Concentrandoci su questo ultimo aspetto, che pare il più interessante ed innovativo, la Suprema Corte ritiene di dover partire dall'aspetto tecnico per poter dare una risposta al quesito dell'individuazione del luogo di commissione del reato. Partendo dal presupposto che "... è  stato notato che nel cyberspace i criteri tradizionali per collocare le condotte umane nel tempo e nello spazio entrano in crisi, in quanto viene in considerazione una dimensione "smaterializzata" (dei dati e delle informazioni raccolti e scambiati in un contesto virtuale senza contatto diretto o intervento fisico su di essi) ed una complessiva "delocalizzazione" delle risorse e dei contenuti (situabili in una sorte di meta-territorio)" se ne deve concludere che è sull'analisi del sistema informatico che va posta l'attenzione.

E la Suprema Corte ci ricorda che un sistema informatico complesso è per sua natura "ubiquitario", non ha una reale collocazione fisico-geografica. L'affermazione, che potrebbe parere apodittica, fonda le radici, invece, sulla realtà tecnica.

Non condiviso integralmente l'affermazione secondo la quale "A dimostrazione della unicità del sistema telematico per il trattamento dei dati, basti considerare che la traccia delle operazioni compiute all'interno della rete e le informazioni relative agli accessi sono reperibili, in tutto o in parte, sia presso il server che presso il client", ma è interessante il suggerimento che i dati viaggiano su parte della rete e, in una qualche misura, si trovano in quel momento sparsi in un luogo che, a detta della stessa corte, è meta-territoriale.
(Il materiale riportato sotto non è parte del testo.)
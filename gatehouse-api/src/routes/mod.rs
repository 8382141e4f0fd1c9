/// API route handlers
///
/// This module contains all route handlers organized by resource:
///
/// - `health`: Health check endpoint
/// - `session`: Login, logout, re-authentication
/// - `users`: Registration, accounts, recovery and activation
/// - `meta`: Contact form

pub mod health;
pub mod meta;
pub mod session;
pub mod users;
Altrettato interessante lo spunto fornito dalla corte quando afferma che "il sistema telematico deve considerarsi unitario, essendo coordinato da un software di gestione che presiede al funzionamento della rete". Infatti, non potrebbe essere consultata una banca dati remota senza il supporto dell'intera rete di internet.

Ma va aggiunto anche che spesso - e questo è un ulteriore tassello che conferma le tesi della S.C. - i grandi fornitori di servizi internet dislocano fisicamente i dati in località distinte e ciò viene fatto in particolare per motivi di sicurezza. Fatto è che un grande database potrebbe essere in contemporanea in più località - di solito molto distanti fra di loro - e che sarà il software del gestore del server a decidere in propria autonomia da quale delle varie località disponibili richiamare i dati da restituire al sistema chiamante.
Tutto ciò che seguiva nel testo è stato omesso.